* **WHAT YOU HAVE TO DO**: From the top of the records below down to the line containing "releases its listeners.", reproduce every line exactly.

##### SUPPLIED DATA

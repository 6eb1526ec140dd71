use super::*;
use super::bridge::document_extent;
use super::shell::{ShellController, with_shell};

type ObserverCallback = Closure<dyn FnMut(js_sys::Array)>;

/// Rendered header/panel pair for one tab. Dropping it releases its listeners.
pub(super) struct TabView {
    pub(super) item: HtmlElement,
    pub(super) trigger: HtmlElement,
    pub(super) panel: HtmlElement,
    pub(super) frame: Option<HtmlIFrameElement>,
    auto_height: Option<Rc<RefCell<FrameAutoHeight>>>,
    _listeners: Vec<Closure<dyn FnMut(web_sys::Event)>>,
}

impl TabView {
    pub(super) fn remove(&self) {
        if let Some(auto_height) = self.auto_height.as_ref() {
            if let Ok(mut auto_height) = auto_height.try_borrow_mut() {
                auto_height.detach();
            }
        }
        self.item.remove();
        self.panel.remove();
    }

    pub(super) fn hosts_window(&self, source: &JsValue) -> bool {
        self.frame
            .as_ref()
            .and_then(HtmlIFrameElement::content_window)
            .is_some_and(|window| js_sys::Object::is(source, window.as_ref()))
    }
}

fn create_html(document: &web_sys::Document, tag: &str) -> Result<HtmlElement, String> {
    document
        .create_element(tag)
        .map_err(|_| format!("failed to create <{tag}>"))?
        .dyn_into::<HtmlElement>()
        .map_err(|_| format!("<{tag}> is not an HtmlElement"))
}

fn append(parent: &HtmlElement, child: &HtmlElement) -> Result<(), String> {
    parent
        .append_child(child)
        .map(|_| ())
        .map_err(|_| "failed to append tab element".to_string())
}

fn set_attribute(element: &HtmlElement, name: &str, value: &str) -> Result<(), String> {
    element
        .set_attribute(name, value)
        .map_err(|_| format!("failed to set {name}"))
}

fn click_listener(
    shell: Weak<RefCell<ShellController>>,
    id: TabId,
    close: bool,
) -> Closure<dyn FnMut(web_sys::Event)> {
    Closure::<dyn FnMut(web_sys::Event)>::wrap(Box::new(move |event: web_sys::Event| {
        if close {
            event.stop_propagation();
            with_shell(&shell, |shell| shell.close(&id));
        } else {
            with_shell(&shell, |shell| shell.set_active(&id));
        }
    }))
}

fn listen(
    element: &HtmlElement,
    event: &str,
    callback: &Closure<dyn FnMut(web_sys::Event)>,
) -> Result<(), String> {
    element
        .add_event_listener_with_callback(event, callback.as_ref().unchecked_ref())
        .map_err(|_| format!("failed to attach {event} listener"))
}

pub(super) fn build_tab_view(
    document: &web_sys::Document,
    record: &TabRecord,
    iframe_src: &str,
    shell: Weak<RefCell<ShellController>>,
) -> Result<TabView, String> {
    let id = record.id.as_str();
    let trigger_id = format!("{TRIGGER_ID_PREFIX}{id}");
    let panel_id = format!("{PANEL_ID_PREFIX}{id}");

    let item = create_html(document, "div")?;
    item.set_class_name(ITEM_CLASS);
    set_attribute(&item, "data-tab-item", "true")?;
    set_attribute(&item, "data-tab-id", id)?;

    let trigger = create_html(document, "button")?;
    set_attribute(&trigger, "type", "button")?;
    for class in BASE_TRIGGER_CLASSES {
        if trigger.class_list().add_1(class).is_err() {
            tracing::debug!(class, "failed to add trigger class");
        }
    }
    trigger.set_id(&trigger_id);
    set_attribute(&trigger, "data-tab-trigger", "true")?;
    set_attribute(&trigger, "data-tab-id", id)?;
    set_attribute(&trigger, "role", "tab")?;
    set_attribute(&trigger, "aria-controls", &panel_id)?;

    let label = create_html(document, "span")?;
    label.set_class_name(LABEL_CLASS);
    label.set_text_content(Some(&record.label));
    append(&trigger, &label)?;

    let close_button = create_html(document, "button")?;
    set_attribute(&close_button, "type", "button")?;
    set_attribute(
        &close_button,
        "aria-label",
        &format!("Fechar aba {}", record.label),
    )?;
    close_button.set_class_name(CLOSE_BUTTON_CLASS);
    let icon = create_html(document, "i")?;
    icon.set_class_name(CLOSE_ICON_CLASS);
    append(&close_button, &icon)?;

    append(&item, &trigger)?;
    append(&item, &close_button)?;

    let panel = create_html(document, "section")?;
    panel.set_id(&panel_id);
    panel.set_class_name(PANEL_CLASS);
    set_attribute(&panel, "data-tab-panel", "true")?;
    set_attribute(&panel, "data-tab-id", id)?;
    set_attribute(&panel, "data-embedded-panel", "true")?;
    set_attribute(&panel, "role", "tabpanel")?;
    set_attribute(&panel, "aria-labelledby", &trigger_id)?;

    let wrapper = create_html(document, "div")?;
    wrapper.set_class_name(FRAME_WRAPPER_CLASS);
    let _ = wrapper.style().set_property("display", "block");
    let _ = wrapper.style().set_property("min-height", FRAME_WRAPPER_MIN_HEIGHT);

    let loader = build_loader(document, &record.label)?;

    let iframe = document
        .create_element("iframe")
        .map_err(|_| "failed to create <iframe>".to_string())?
        .dyn_into::<HtmlIFrameElement>()
        .map_err(|_| "<iframe> is not an HtmlIFrameElement".to_string())?;
    iframe.set_class_name(FRAME_CLASS);
    let _ = iframe.set_attribute("loading", "lazy");
    let _ = iframe.set_attribute("title", &record.label);
    let _ = iframe.set_attribute(AUTO_HEIGHT_ATTRIBUTE, "true");
    let _ = iframe.style().set_property("width", "100%");
    let _ = iframe.style().set_property("height", "0px");
    iframe.set_src(iframe_src);

    let mut listeners = Vec::with_capacity(4);

    let loaded = {
        let loader = loader.clone();
        let wrapper = wrapper.clone();
        Closure::<dyn FnMut(web_sys::Event)>::wrap(Box::new(move |_event: web_sys::Event| {
            let _ = loader.class_list().add_1(HIDDEN_CLASS);
            let _ = wrapper.style().set_property("min-height", "0px");
        }))
    };
    let once = web_sys::AddEventListenerOptions::new();
    once.set_once(true);
    iframe
        .add_event_listener_with_callback_and_add_event_listener_options(
            "load",
            loaded.as_ref().unchecked_ref(),
            &once,
        )
        .map_err(|_| "failed to attach iframe load listener".to_string())?;
    listeners.push(loaded);

    let auto_height = Rc::new(RefCell::new(FrameAutoHeight::new(iframe.clone())));
    let measure_on_load = {
        let auto_height = Rc::clone(&auto_height);
        Closure::<dyn FnMut(web_sys::Event)>::wrap(Box::new(move |_event: web_sys::Event| {
            if let Ok(mut auto_height) = auto_height.try_borrow_mut() {
                auto_height.attach();
            }
        }))
    };
    iframe
        .add_event_listener_with_callback("load", measure_on_load.as_ref().unchecked_ref())
        .map_err(|_| "failed to attach iframe auto-height listener".to_string())?;
    listeners.push(measure_on_load);

    wrapper
        .append_child(&iframe)
        .map_err(|_| "failed to append iframe".to_string())?;
    append(&wrapper, &loader)?;
    append(&panel, &wrapper)?;

    let select = click_listener(shell.clone(), record.id.clone(), false);
    listen(&trigger, "click", &select)?;
    listeners.push(select);

    let close = click_listener(shell, record.id.clone(), true);
    listen(&close_button, "click", &close)?;
    listeners.push(close);

    Ok(TabView {
        item,
        trigger,
        panel,
        frame: Some(iframe),
        auto_height: Some(auto_height),
        _listeners: listeners,
    })
}

fn build_loader(document: &web_sys::Document, label: &str) -> Result<HtmlElement, String> {
    let loader = create_html(document, "div")?;
    loader.set_class_name(LOADER_CLASS);

    let row = create_html(document, "div")?;
    row.set_class_name(LOADER_TEXT_CLASS);
    let spinner = create_html(document, "span")?;
    spinner.set_class_name(SPINNER_CLASS);
    append(&row, &spinner)?;
    row.append_with_str_1(&format!("Carregando \"{label}\"..."))
        .map_err(|_| "failed to write loader text".to_string())?;

    append(&loader, &row)?;
    Ok(loader)
}

/// Binds the dashboard pair already present in the shell markup. The registry record for
/// it is created from configuration; the markup is only a render target.
pub(super) fn adopt_default_tab(
    tab_list: &HtmlElement,
    panel_container: &HtmlElement,
    shell: Weak<RefCell<ShellController>>,
) -> Option<TabView> {
    let item = tab_list
        .query_selector(DEFAULT_ITEM_SELECTOR)
        .ok()??
        .dyn_into::<HtmlElement>()
        .ok()?;
    let trigger = item
        .query_selector(DEFAULT_TRIGGER_SELECTOR)
        .ok()??
        .dyn_into::<HtmlElement>()
        .ok()?;
    let panel = panel_container
        .query_selector(DEFAULT_PANEL_SELECTOR)
        .ok()??
        .dyn_into::<HtmlElement>()
        .ok()?;

    if trigger.id().is_empty() {
        trigger.set_id(&format!("{TRIGGER_ID_PREFIX}{}", TabId::dashboard()));
    }

    let select = click_listener(shell, TabId::dashboard(), false);
    if listen(&trigger, "click", &select).is_err() {
        return None;
    }

    Some(TabView {
        item,
        trigger,
        panel,
        frame: None,
        auto_height: None,
        _listeners: vec![select],
    })
}

pub(super) fn apply_trigger_state(trigger: &HtmlElement, active: bool) {
    let classes = trigger.class_list();
    for class in ACTIVE_TRIGGER_CLASSES {
        let _ = classes.toggle_with_force(class, active);
    }
    for class in INACTIVE_TRIGGER_CLASSES {
        let _ = classes.toggle_with_force(class, !active);
    }
    let _ = trigger.set_attribute("aria-selected", if active { "true" } else { "false" });
}

pub(super) fn set_panel_visible(panel: &HtmlElement, visible: bool) {
    let _ = panel.class_list().toggle_with_force(HIDDEN_CLASS, !visible);
}

pub(super) fn horizontal_span(element: &Element) -> HorizontalSpan {
    let rect = element.get_bounding_client_rect();
    HorizontalSpan::new(rect.left(), rect.right())
}

/// Sizes a same-origin frame from its own document while it stays loaded. Embedded pages
/// that never post bridge messages still get a usable height this way.
pub(super) struct FrameAutoHeight {
    iframe: HtmlIFrameElement,
    resize_observer: Option<(web_sys::ResizeObserver, ObserverCallback)>,
    mutation_observer: Option<(web_sys::MutationObserver, ObserverCallback)>,
    poll: Option<(i32, Closure<dyn FnMut()>)>,
}

impl FrameAutoHeight {
    fn new(iframe: HtmlIFrameElement) -> Self {
        Self {
            iframe,
            resize_observer: None,
            mutation_observer: None,
            poll: None,
        }
    }

    /// Re-run on every `load`; a navigation inside the frame replaces its document.
    fn attach(&mut self) {
        self.detach();
        let Some(document) = self.iframe.content_document() else {
            let _ = self.iframe.set_attribute(AUTO_HEIGHT_ATTRIBUTE, "false");
            tracing::debug!("frame document is not readable; relying on bridge messages");
            return;
        };
        let _ = self.iframe.set_attribute(AUTO_HEIGHT_ATTRIBUTE, "true");
        resize_to_content(&self.iframe);
        let Some(html) = document.document_element() else {
            return;
        };

        let iframe = self.iframe.clone();
        let on_resize = ObserverCallback::wrap(Box::new(move |_entries: js_sys::Array| {
            resize_to_content(&iframe);
        }));
        match web_sys::ResizeObserver::new(on_resize.as_ref().unchecked_ref()) {
            Ok(observer) => {
                observer.observe(&html);
                if let Some(body) = document.body() {
                    observer.observe(&body);
                }
                self.resize_observer = Some((observer, on_resize));
            }
            Err(_) => self.start_polling(),
        }

        let iframe = self.iframe.clone();
        let on_mutation = ObserverCallback::wrap(Box::new(move |_records: js_sys::Array| {
            resize_to_content(&iframe);
        }));
        if let Ok(observer) = web_sys::MutationObserver::new(on_mutation.as_ref().unchecked_ref()) {
            let options = web_sys::MutationObserverInit::new();
            options.set_attributes(true);
            options.set_child_list(true);
            options.set_subtree(true);
            if observer.observe_with_options(&html, &options).is_ok() {
                self.mutation_observer = Some((observer, on_mutation));
            } else {
                tracing::debug!("failed to observe frame document mutations");
            }
        }
    }

    fn start_polling(&mut self) {
        let Some(window) = web_sys::window() else {
            return;
        };
        let iframe = self.iframe.clone();
        let tick = Closure::<dyn FnMut()>::wrap(Box::new(move || resize_to_content(&iframe)));
        match window.set_interval_with_callback_and_timeout_and_arguments_0(
            tick.as_ref().unchecked_ref(),
            AUTO_HEIGHT_POLL_MS,
        ) {
            Ok(id) => self.poll = Some((id, tick)),
            Err(_) => tracing::debug!("failed to start frame height polling"),
        }
    }

    pub(super) fn detach(&mut self) {
        if let Some((observer, _)) = self.resize_observer.take() {
            observer.disconnect();
        }
        if let Some((observer, _)) = self.mutation_observer.take() {
            observer.disconnect();
        }
        if let Some((id, _)) = self.poll.take() {
            if let Some(window) = web_sys::window() {
                window.clear_interval_with_handle(id);
            }
        }
    }
}

fn resize_to_content(iframe: &HtmlIFrameElement) {
    let Some(document) = iframe.content_document() else {
        return;
    };
    if let Some(px) = content_frame_height(&document_extent(&document)) {
        let _ = iframe.style().set_property("height", &format!("{px}px"));
    }
}

pub(super) fn uses_auto_height(frame: &HtmlIFrameElement) -> bool {
    frame.get_attribute(AUTO_HEIGHT_ATTRIBUTE).as_deref() == Some("true")
}
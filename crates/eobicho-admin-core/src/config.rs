use serde::Deserialize;
use thiserror::Error;

use crate::href::DEFAULT_TAB_PATH_PREFIXES;
use crate::layout::{FRAME_CLEARANCE, MIN_PANEL_HEIGHT, TAB_SCROLL_MARGIN};
use crate::measure::{MODAL_SELECTOR, MODAL_SHELL_SELECTOR};
use crate::persist::DEFAULT_STORAGE_KEY;
use crate::registry::{DEFAULT_DASHBOARD_HREF, DEFAULT_DASHBOARD_LABEL, DEFAULT_NEW_TAB_LABEL};

/// Page global holding optional JSON overrides, read before the shell boots.
pub const CONFIG_GLOBAL: &str = "__EO_BICHO_ADMIN_TABS__";

const DEFAULT_LOG_FILTER: &str = "info";
const DEFAULT_PERSIST_TABS: bool = true;

#[derive(Debug, Clone, PartialEq)]
pub struct ShellConfig {
    pub tab_path_prefixes: Vec<String>,
    pub storage_key: String,
    pub persist_tabs: bool,
    pub modal_selector: String,
    pub modal_shell_selector: String,
    pub min_panel_height: f64,
    pub frame_clearance: f64,
    pub tab_scroll_margin: f64,
    pub new_tab_label: String,
    pub default_tab_label: String,
    pub default_tab_href: String,
    pub log_filter: String,
}

#[derive(Debug, Error, PartialEq)]
pub enum ConfigError {
    #[error("invalid admin tab config JSON: {0}")]
    Json(String),
    #[error("tab_path_prefixes must not be empty")]
    NoTabPrefixes,
    #[error("tab path prefix '{0}' must start and end with '/'")]
    InvalidTabPrefix(String),
    #[error("{field} must not be blank")]
    Blank { field: &'static str },
    #[error("{field} must be a finite non-negative number, got {value}")]
    InvalidNumber { field: &'static str, value: f64 },
}

#[derive(Debug, Default, Deserialize)]
#[serde(rename_all = "camelCase", default)]
struct RawShellConfig {
    tab_path_prefixes: Option<Vec<String>>,
    storage_key: Option<String>,
    persist_tabs: Option<bool>,
    modal_selector: Option<String>,
    modal_shell_selector: Option<String>,
    min_panel_height: Option<f64>,
    frame_clearance: Option<f64>,
    tab_scroll_margin: Option<f64>,
    new_tab_label: Option<String>,
    default_tab_label: Option<String>,
    default_tab_href: Option<String>,
    log_filter: Option<String>,
}

impl Default for ShellConfig {
    fn default() -> Self {
        Self {
            tab_path_prefixes: DEFAULT_TAB_PATH_PREFIXES
                .iter()
                .map(ToString::to_string)
                .collect(),
            storage_key: DEFAULT_STORAGE_KEY.to_string(),
            persist_tabs: DEFAULT_PERSIST_TABS,
            modal_selector: MODAL_SELECTOR.to_string(),
            modal_shell_selector: MODAL_SHELL_SELECTOR.to_string(),
            min_panel_height: MIN_PANEL_HEIGHT,
            frame_clearance: FRAME_CLEARANCE,
            tab_scroll_margin: TAB_SCROLL_MARGIN,
            new_tab_label: DEFAULT_NEW_TAB_LABEL.to_string(),
            default_tab_label: DEFAULT_DASHBOARD_LABEL.to_string(),
            default_tab_href: DEFAULT_DASHBOARD_HREF.to_string(),
            log_filter: DEFAULT_LOG_FILTER.to_string(),
        }
    }
}

impl ShellConfig {
    /// Defaults overlaid with whatever fields `raw` provides.
    pub fn from_json(raw: &str) -> Result<Self, ConfigError> {
        let overrides = serde_json::from_str::<RawShellConfig>(raw)
            .map_err(|error| ConfigError::Json(error.to_string()))?;
        let defaults = Self::default();

        let config = Self {
            tab_path_prefixes: overrides
                .tab_path_prefixes
                .map(|prefixes| {
                    prefixes
                        .into_iter()
                        .map(|prefix| prefix.trim().to_string())
                        .filter(|prefix| !prefix.is_empty())
                        .collect()
                })
                .unwrap_or(defaults.tab_path_prefixes),
            storage_key: trimmed_or(overrides.storage_key, defaults.storage_key),
            persist_tabs: overrides.persist_tabs.unwrap_or(defaults.persist_tabs),
            modal_selector: trimmed_or(overrides.modal_selector, defaults.modal_selector),
            modal_shell_selector: trimmed_or(
                overrides.modal_shell_selector,
                defaults.modal_shell_selector,
            ),
            min_panel_height: overrides
                .min_panel_height
                .unwrap_or(defaults.min_panel_height),
            frame_clearance: overrides
                .frame_clearance
                .unwrap_or(defaults.frame_clearance),
            tab_scroll_margin: overrides
                .tab_scroll_margin
                .unwrap_or(defaults.tab_scroll_margin),
            new_tab_label: trimmed_or(overrides.new_tab_label, defaults.new_tab_label),
            default_tab_label: trimmed_or(overrides.default_tab_label, defaults.default_tab_label),
            default_tab_href: trimmed_or(overrides.default_tab_href, defaults.default_tab_href),
            log_filter: trimmed_or(overrides.log_filter, defaults.log_filter),
        };
        config.validate()?;
        Ok(config)
    }

    pub fn validate(&self) -> Result<(), ConfigError> {
        if self.tab_path_prefixes.is_empty() {
            return Err(ConfigError::NoTabPrefixes);
        }
        if let Some(prefix) = self
            .tab_path_prefixes
            .iter()
            .find(|prefix| !prefix.starts_with('/') || !prefix.ends_with('/'))
        {
            return Err(ConfigError::InvalidTabPrefix(prefix.clone()));
        }

        for (field, value) in [
            ("storageKey", &self.storage_key),
            ("modalSelector", &self.modal_selector),
            ("modalShellSelector", &self.modal_shell_selector),
            ("logFilter", &self.log_filter),
        ] {
            if value.trim().is_empty() {
                return Err(ConfigError::Blank { field });
            }
        }

        for (field, value) in [
            ("minPanelHeight", self.min_panel_height),
            ("frameClearance", self.frame_clearance),
            ("tabScrollMargin", self.tab_scroll_margin),
        ] {
            if !value.is_finite() || value < 0.0 {
                return Err(ConfigError::InvalidNumber { field, value });
            }
        }
        Ok(())
    }

    #[must_use]
    pub fn for_tests() -> Self {
        Self {
            persist_tabs: false,
            log_filter: "debug".to_string(),
            ..Self::default()
        }
    }
}

fn trimmed_or(value: Option<String>, fallback: String) -> String {
    value
        .map(|value| value.trim().to_string())
        .filter(|value| !value.is_empty())
        .unwrap_or(fallback)
}

#[cfg(test)]
mod tests {
    use super::*;

    #[test]
    fn empty_object_yields_defaults() {
        let config = ShellConfig::from_json("{}").expect("parses");
        assert_eq!(config, ShellConfig::default());
        assert_eq!(
            config.tab_path_prefixes,
            vec!["/pages/admin/".to_string(), "/pages/funcionarios/".to_string()]
        );
        assert_eq!(config.storage_key, "admin-tab-state");
        assert_eq!(config.min_panel_height, 480.0);
    }

    #[test]
    fn overrides_individual_fields() {
        let config = ShellConfig::from_json(
            r#"{
                "tabPathPrefixes": ["/pages/admin/"],
                "persistTabs": false,
                "modalSelector": "dialog[open]",
                "minPanelHeight": 320,
                "newTabLabel": "  Aba  ",
                "logFilter": "debug"
            }"#,
        )
        .expect("parses");
        assert_eq!(config.tab_path_prefixes, vec!["/pages/admin/".to_string()]);
        assert!(!config.persist_tabs);
        assert_eq!(config.modal_selector, "dialog[open]");
        assert_eq!(config.min_panel_height, 320.0);
        assert_eq!(config.new_tab_label, "Aba");
        assert_eq!(config.log_filter, "debug");
        assert_eq!(config.modal_shell_selector, ".modal-shell");
    }

    #[test]
    fn blank_strings_fall_back_to_defaults() {
        let config = ShellConfig::from_json(r#"{"storageKey": "   "}"#).expect("parses");
        assert_eq!(config.storage_key, "admin-tab-state");
    }

    #[test]
    fn rejects_invalid_values() {
        assert!(matches!(
            ShellConfig::from_json("[1, 2]"),
            Err(ConfigError::Json(_))
        ));
        assert_eq!(
            ShellConfig::from_json(r#"{"tabPathPrefixes": []}"#),
            Err(ConfigError::NoTabPrefixes)
        );
        assert_eq!(
            ShellConfig::from_json(r#"{"tabPathPrefixes": ["pages/admin"]}"#),
            Err(ConfigError::InvalidTabPrefix("pages/admin".to_string()))
        );
        assert_eq!(
            ShellConfig::from_json(r#"{"frameClearance": -1}"#),
            Err(ConfigError::InvalidNumber {
                field: "frameClearance",
                value: -1.0
            })
        );
    }

    #[test]
    fn test_config_disables_persistence() {
        let config = ShellConfig::for_tests();
        assert!(!config.persist_tabs);
        config.validate().expect("valid");
    }
}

##########

* **RESULT BELOW**:
repository 6eb1526ec140dd71
use super::*;
use super::bridge::document_extent;
use super::shell::{ShellController, with_shell};

type ObserverCallback = Closure<dyn FnMut(js_sys::Array)>;

/// Rendered header/panel pair for one tab. Dropping it releases its listeners.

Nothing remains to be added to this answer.